2歳児と遊びました。

彼女は今、階段を上ることに夢中です。階段があれば、どこまでも上がっていきます。
私の友人に手を引かれ、どんどん階段を上っていく彼女。私は一番下の段に座って、見上げています。

前を向いて必死に数段上ると、私の方を振り向きます。私は名前を呼びかけて、手を振ります。
それを何度も繰り返しながら、少しずつ高くなっていく彼女。
遠くなっていく彼女への私のリアクションもだんだん大げさになっていきます。

てっぺんに到達した彼女は、くるりと私の方を向きました。
私は、まるで彼女が高い山の頂に昇ってしまい、はるかかなたに姿が見えるかのような気持ちで、「お~い」と呼びかけました。

彼女は、勝ち誇ったような顔で私を見下ろすと、指をさして私の名前を呼びました。

その満足そうな表情は、可愛らしい2歳児のあどけなさではなく、世界を征服した勇者の精悍な顔つきでした。

彼女にとって、とても登り切れないと思えた、目の前の長い階段を登り切り、大人の私がその偉業に対して、尊敬の感嘆を送っているという事実は、とてつもなく大きな成功体験だったのでしょう。

こうした「小さな成功体験」を積み重ねて、子どもは成長していきます。
彼女の満足そうな表情が、階段を上ることで得た自信を物語っていました。

挑戦、達成、賞賛、満足。これが成功体験です。

子どもたちは、遊びを通じて「小さな勝利」を積み重ね、自分にできること、自信を身につけていきます。

今日は、単に階段遊びで最上段まで達成しただけでなく、私という観客をもつことで、心が感動し、「小さな勝利」が「体験」として刻まれました。

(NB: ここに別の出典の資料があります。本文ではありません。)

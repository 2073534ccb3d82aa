#![allow(dead_code)]

use std::collections::{HashMap, VecDeque};
use std::sync::Mutex;
use std::time::Duration;
use async_trait::async_trait;
use breachline::backend::ExploitBackend;
use breachline::catalog::{Service, ServiceKey, Severity};
use breachline::errors::BreachlineError;
use breachline::session::{LogClass, LogEntry, LogSnapshot, RemoteStatus, SessionId, SessionSettings};

/// Scripted behaviour for one service.
#[derive(Clone, Default)]
pub struct Script {
    /// Id handed out by `start`; defaults to `sess-<port>`
    pub session_id: Option<String>,
    /// Responses served in order; the last one repeats
    pub responses: Vec<LogSnapshot>,
    pub start_delay: Duration,
    pub logs_delay: Duration,
    pub fail_start: bool,
    /// `stop` answers with `StopFailed` and the session keeps running
    pub fail_stop: bool,
}

impl Script {
    /// Completes after `lines` info lines, one new line per poll.
    pub fn completing(lines: usize) -> Self {
        let mut responses: Vec<LogSnapshot> = (1..=lines)
            .map(|n| LogSnapshot::new(info_lines(n)))
            .collect();
        let mut done = info_lines(lines);
        done.push(LogEntry::new(lines as u64, LogClass::Success, "[+] Exploit completed, root shell obtained: uid=0(root)"));
        responses.push(LogSnapshot::new(done).with_status(RemoteStatus::Completed));
        Self { responses, ..Default::default() }
    }

    pub fn failing() -> Self {
        let entries = vec![LogEntry::new(0, LogClass::Error, "[-] Exploitation failed: target patched")];
        Self {
            responses: vec![LogSnapshot::new(entries).with_status(RemoteStatus::Failed)],
            ..Default::default()
        }
    }

    /// Never reaches a terminal state on its own.
    pub fn endless(lines: &[&str]) -> Self {
        let entries = lines.iter()
            .enumerate()
            .map(|(i, t)| LogEntry::new(i as u64, LogClass::Info, *t))
            .collect();
        Self { responses: vec![LogSnapshot::new(entries)], ..Default::default() }
    }
}

pub fn info_lines(n: usize) -> Vec<LogEntry> {
    (0..n).map(|i| LogEntry::new(i as u64, LogClass::Info, format!("L{}", i + 1))).collect()
}

#[derive(Default)]
struct ScriptState {
    queues: HashMap<SessionId, VecDeque<LogSnapshot>>,
}

/// Backend driven entirely by per-service scripts. Every call is recorded.
#[derive(Default)]
pub struct ScriptedBackend {
    scripts: Mutex<HashMap<ServiceKey, Script>>,
    state: Mutex<ScriptState>,
    calls: Mutex<Vec<Call>>,
}

#[derive(Debug, Clone, PartialEq)]
pub enum Call {
    Start(ServiceKey),
    Stop(SessionId),
    Logs(SessionId),
    Command(SessionId, String),
}

impl ScriptedBackend {
    pub fn new() -> Self {
        Self::default()
    }

    pub fn script(self, key: ServiceKey, script: Script) -> Self {
        self.scripts.lock().unwrap().insert(key, script);
        self
    }

    pub fn calls(&self) -> Vec<Call> {
        self.calls.lock().unwrap().clone()
    }

    pub fn log_calls_for(&self, id: &str) -> usize {
        self.calls().iter()
            .filter(|c| matches!(c, Call::Logs(s) if s.as_str() == id))
            .count()
    }

    pub fn calls_for(&self, id: &str) -> usize {
        self.calls().iter()
            .filter(|c| match c {
                Call::Logs(s) | Call::Stop(s) | Call::Command(s, _) => s.as_str() == id,
                Call::Start(_) => false,
            })
            .count()
    }

    pub fn commands(&self) -> Vec<(String, String)> {
        self.calls().into_iter()
            .filter_map(|c| match c {
                Call::Command(id, text) => Some((id.to_string(), text)),
                _ => None,
            })
            .collect()
    }

    fn record(&self, call: Call) {
        self.calls.lock().unwrap().push(call);
    }

    fn script_for_session(&self, id: &SessionId) -> Option<Script> {
        let scripts = self.scripts.lock().unwrap();
        scripts.iter()
            .find(|(key, script)| session_id_for(key, script) == *id)
            .map(|(_, script)| script.clone())
    }
}

fn session_id_for(key: &ServiceKey, script: &Script) -> SessionId {
    SessionId::new(script.session_id.clone().unwrap_or_else(|| format!("sess-{}", key.port)))
}

#[async_trait]
impl ExploitBackend for ScriptedBackend {
    async fn start(&self, service: &Service) -> Result<SessionId, BreachlineError> {
        let key = service.key();
        self.record(Call::Start(key.clone()));
        let script = self.scripts.lock().unwrap().get(&key).cloned().unwrap_or_default();
        if !script.start_delay.is_zero() {
            tokio::time::sleep(script.start_delay).await;
        }
        if script.fail_start {
            return Err(BreachlineError::LaunchFailed(format!("{} refused the exploit", key)));
        }
        let id = session_id_for(&key, &script);
        self.state.lock().unwrap().queues.insert(id.clone(), script.responses.into());
        Ok(id)
    }

    async fn stop(&self, session_id: &SessionId) -> Result<(), BreachlineError> {
        self.record(Call::Stop(session_id.clone()));
        if self.script_for_session(session_id).is_some_and(|s| s.fail_stop) {
            return Err(BreachlineError::StopFailed("backend lost track of the session".into()));
        }
        Ok(())
    }

    async fn get_logs(&self, session_id: &SessionId) -> Result<LogSnapshot, BreachlineError> {
        self.record(Call::Logs(session_id.clone()));
        let delay = self.script_for_session(session_id).map(|s| s.logs_delay).unwrap_or_default();
        if !delay.is_zero() {
            tokio::time::sleep(delay).await;
        }
        let mut state = self.state.lock().unwrap();
        let queue = state.queues.get_mut(session_id)
            .ok_or_else(|| BreachlineError::PollTransient(format!("unknown session {}", session_id)))?;
        let snapshot = if queue.len() > 1 {
            queue.pop_front().unwrap_or_default()
        } else {
            queue.front().cloned().unwrap_or_default()
        };
        Ok(snapshot)
    }

    async fn send_command(&self, session_id: &SessionId, command: &str) -> Result<(), BreachlineError> {
        self.record(Call::Command(session_id.clone(), command.to_string()));
        Ok(())
    }

    fn backend_name(&self) -> &str { "scripted" }
}

pub fn service(address: &str, port: u16) -> Service {
    Service {
        address: address.to_string(),
        port,
        service_name: "ftp".to_string(),
        version: Some("2.3.4".to_string()),
        known_vulnerabilities: vec!["CVE-2011-2523".to_string()],
        severity: Severity::Critical,
        cvss_score: Some(9.8),
        description: None,
    }
}

pub const POLL: Duration = Duration::from_millis(500);

pub fn session_settings() -> SessionSettings {
    SessionSettings {
        poll_interval: POLL,
        max_consecutive_failures: 3,
    }
}

/// Catalog payload in the scanner's hand-off shape.
pub fn catalog_json(services: &[(&str, u16)]) -> serde_json::Value {
    let records: Vec<serde_json::Value> = services.iter()
        .map(|(address, port)| serde_json::json!({
            "ip": address,
            "port": port,
            "service": "ftp",
            "version": "vsftpd 2.3.4",
            "cves": ["CVE-2011-2523"],
            "severity": "critical",
            "cvss": 9.8,
        }))
        .collect();
    serde_json::json!({ "services": records })
}

/// Let timers fire and spawned tasks run for `polls` poll intervals.
pub async fn settle(polls: u32) {
    tokio::time::sleep(POLL * polls + Duration::from_millis(10)).await;
}

pub async fn buffer_texts(session: &breachline::session::ExploitSession) -> Vec<String> {
    session.log_buffer().await.into_iter().map(|l| l.text).collect()
}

私たち大人は、子どもたちが「小さな成功体験」を得るチャンスを多く与えてあげるべきです。
実際、人生は、「大きく成功する」ことは稀で、「小さな成功体験」の集積です。

いつも、お母さんと二人きりで階段を上り下りしていたら、彼女の成功を盛り上げてくれる観客が足りません。
お母さんは、階段から落ちないように手を貸すでしょうし、子どもも手を引いてもらうというサポートがないと、挑戦しないかもしれません。
母子だけの密室育児だと、なかなか「成功体験」を与えることは難しいのかも知れないなとも思いました。

子どもの遊びの周辺に、何をするわけでもない大人が居て、些細な交流が遊び体験をダよりダイナミックなものにしていく。そういう環境が「豊かさ」というものではないでしょうか。